La simple vue de la flamme replongea le journaliste dans une torpeur profonde. Il lui revenait à l’esprit toute les ignominies que son corps avait engendrées pendant ses absences... qui croirait que ce n’était pas lui? Il s’apprêtait à mettre feu à la seule pièce à conviction… un livre. Un ridicule petit livre. Il lança l’allumette qui embrasa le tas.

« Au moins, mes plus grands rêves ont été comblés… Je serais célèbre. Je le suis déjà! Nommé, insulté, pointé du doigt par amis, connaissances et étrangers… mais connus d’eux tous. J’ai toujours su que ce serait mon orgueil qui me mènera jusqu’à la tombe. Soit! Je mérite la prison. Ou… l’asile ? Qu’est-il préférable ? Que l’on se rappelle de moi comme d’un fou, d’un suicidaire, d’un pyromane ou d’un tueur? J’ai l’embarras du choix. Qu’est-ce qui entache le moins une réputation ? J’espère avoir le temps de te voir Laurence. Je vais tout te raconter! Tout te dire pour que tu saches la vérité ! Dans les moindres détails, avec minutie... Ensuite ! Ensuite, je pourrai sans rancœur mourir oublié! Hais de tous dans un cachot pouilleux. Peu m’importera… j’ai déjà assez vécu pour toute une vie. Et j’y serai protégé par ton amour, j’y resterai éternellement en sécurité. Encouragé par tes yeux brillants aux travers mes idées, elles chaque jour de plus en plus compliqué à saisir.
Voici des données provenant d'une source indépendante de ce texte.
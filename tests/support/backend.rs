use std::io::{Read, Write};
use std::net::{TcpListener, TcpStream};
use std::sync::{Arc, Mutex};
use std::thread;

/// One request as seen by the fake backend.
#[derive(Clone, Debug)]
pub struct RecordedRequest {
    pub method: String,
    pub path: String,
    pub body: String,
}

/// Minimal HTTP/1.1 server answering from a routing closure.
pub struct FakeBackend {
    pub base_url: String,
    requests: Arc<Mutex<Vec<RecordedRequest>>>,
}

impl FakeBackend {
    /// Serve up to `max_requests` connections; `route` maps a request to `(status, body)`.
    pub fn start<F>(max_requests: usize, route: F) -> Self
    where
        F: Fn(&RecordedRequest) -> (u16, String) + Send + 'static,
    {
        let listener = TcpListener::bind("127.0.0.1:0").expect("bind fake backend");
        let addr = listener.local_addr().expect("local addr");
        let requests = Arc::new(Mutex::new(Vec::new()));
        let recorded = Arc::clone(&requests);
        thread::spawn(move || {
            for _ in 0..max_requests {
                let Ok((mut stream, _)) = listener.accept() else {
                    return;
                };
                let request = read_request(&mut stream);
                let (status, body) = route(&request);
                recorded.lock().expect("requests lock").push(request);
                let response = format!(
                    "HTTP/1.1 {status} {}\r\nContent-Type: application/json\r\nContent-Length: {}\r\nConnection: close\r\n\r\n{body}",
                    reason(status),
                    body.len()
                );
                let _ = stream.write_all(response.as_bytes());
            }
        });
        Self {
            base_url: format!("http://{addr}"),
            requests,
        }
    }

    pub fn requests(&self) -> Vec<RecordedRequest> {
        self.requests.lock().expect("requests lock").clone()
    }
}

fn reason(status: u16) -> &'static str {
    match status {
        200 => "OK",
        404 => "Not Found",
        500 => "Internal Server Error",
        _ => "Status",
    }
}

fn read_request(stream: &mut TcpStream) -> RecordedRequest {
    let mut data = Vec::new();
    let mut buf = [0u8; 4096];
    let mut header_end = None;
    let mut content_length = 0usize;
    loop {
        let Ok(read) = stream.read(&mut buf) else {
            break;
        };
        if read == 0 {
            break;
        }
        data.extend_from_slice(&buf[..read]);
        if header_end.is_none()
            && let Some(pos) = find_header_end(&data)
        {
            header_end = Some(pos);
            content_length = parse_content_length(&String::from_utf8_lossy(&data[..pos]));
        }
        if let Some(pos) = header_end
            && data.len() >= pos + 4 + content_length
        {
            break;
        }
    }
    let text = String::from_utf8_lossy(&data).into_owned();
    let (head, body) = text.split_once("\r\n\r\n").unwrap_or((text.as_str(), ""));
    let mut request_line = head.lines().next().unwrap_or_default().split_whitespace();
    RecordedRequest {
        method: request_line.next().unwrap_or_default().to_string(),
        path: request_line.next().unwrap_or_default().to_string(),
        body: body.to_string(),
    }
}

fn find_header_end(data: &[u8]) -> Option<usize> {
    data.windows(4).position(|window| window == b"\r\n\r\n")
}

fn parse_content_length(head: &str) -> usize {
    head.lines()
        .filter_map(|line| line.split_once(':'))
        .find(|(name, _)| name.trim().eq_ignore_ascii_case("content-length"))
        .and_then(|(_, value)| value.trim().parse().ok())
        .unwrap_or(0)
}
Je serais maintenu en vie par les images de nos précieux souvenirs, par tes promesses de retrouvailles futures, par… »

Un sourire las, presque mélancolique, insuffla ses lèvres devenues bleues.

« Ne te l’heur pas… Tu n’es qu’un fou maintenant. Tu n’as plus rien à espérer des femmes et des hommes de ton monde. Sauf leur dédain et leurs yeux menaçants. Jusqu’à la toute fin. Pour eux et pour moi-même aussi, je ne serais qu’une carcasse vide qui trainera toujours derrière sa destinée. Déchu parmi les élus. Je pourrais amener Neuvième avec moi… Peut-être reviendra-t-il pour moi ? Nous pourrions… Si nous procédons avec précautions et que…»

Pierre-Olivier feuilleta les pages du livre pour une dernière fois. Il retrouva à l’intérieur la retranscription détaillée de son voyage dans l’autre monde. Exactement, à la virgule près, tel qu’il aurait imaginé le raconter lui-même. Il était incapable d’en détacher son regard. « C’est ainsi qu’on devient le héros d’une histoire ? »

Il n’avait pas l’impression d’avoir vaincu un adversaire colossal au bout d’une quête glorieuse… Ni d’être sortie gagnant d’une lutte sanglante contre un être vil et infâme. Au contraire… Il avait l’impression de perdre un ami. De devoir faire le deuil d’une personne qui fût terriblement chère à son cœur bien qu’il ne la comprendrait jamais.

Le livre et lui se séparèrent. Finalement! Aux suites de douleurs et de doutes profonds provenant des deux côtés… Jusqu’à la toute fin, l’esprit de l’homme et le corps du livre resta ligoté l’un à l’autre. Leur séparation, suivie de la chute de ce dernier, fut presque insoutenable. Atterrissant dans les flammes, comme un pauvre animal agonisant, le livre laissa échapper un dernier gémissement.

Le soleil se levait sur les dernières pages encore lisibles dans le minuscule brasier. Avant que tout ne soit brulé, le jeune homme put lire ces quelques dernières phrases :

Le soleil se levait sur les dernières pages encore lisibles dans le minuscule brasier. Avant que tout ne soit brulé, le jeune homme put lire ces quelques dernières phrases :

L’histoire se révéla n’être qu’une petite colonne vaporeuse de fumée grise et bleue. Ces fines lignes disparaissaient déjà.

Un monde unique, s’évaporant pour toujours dans le ciel orange de l’aurore.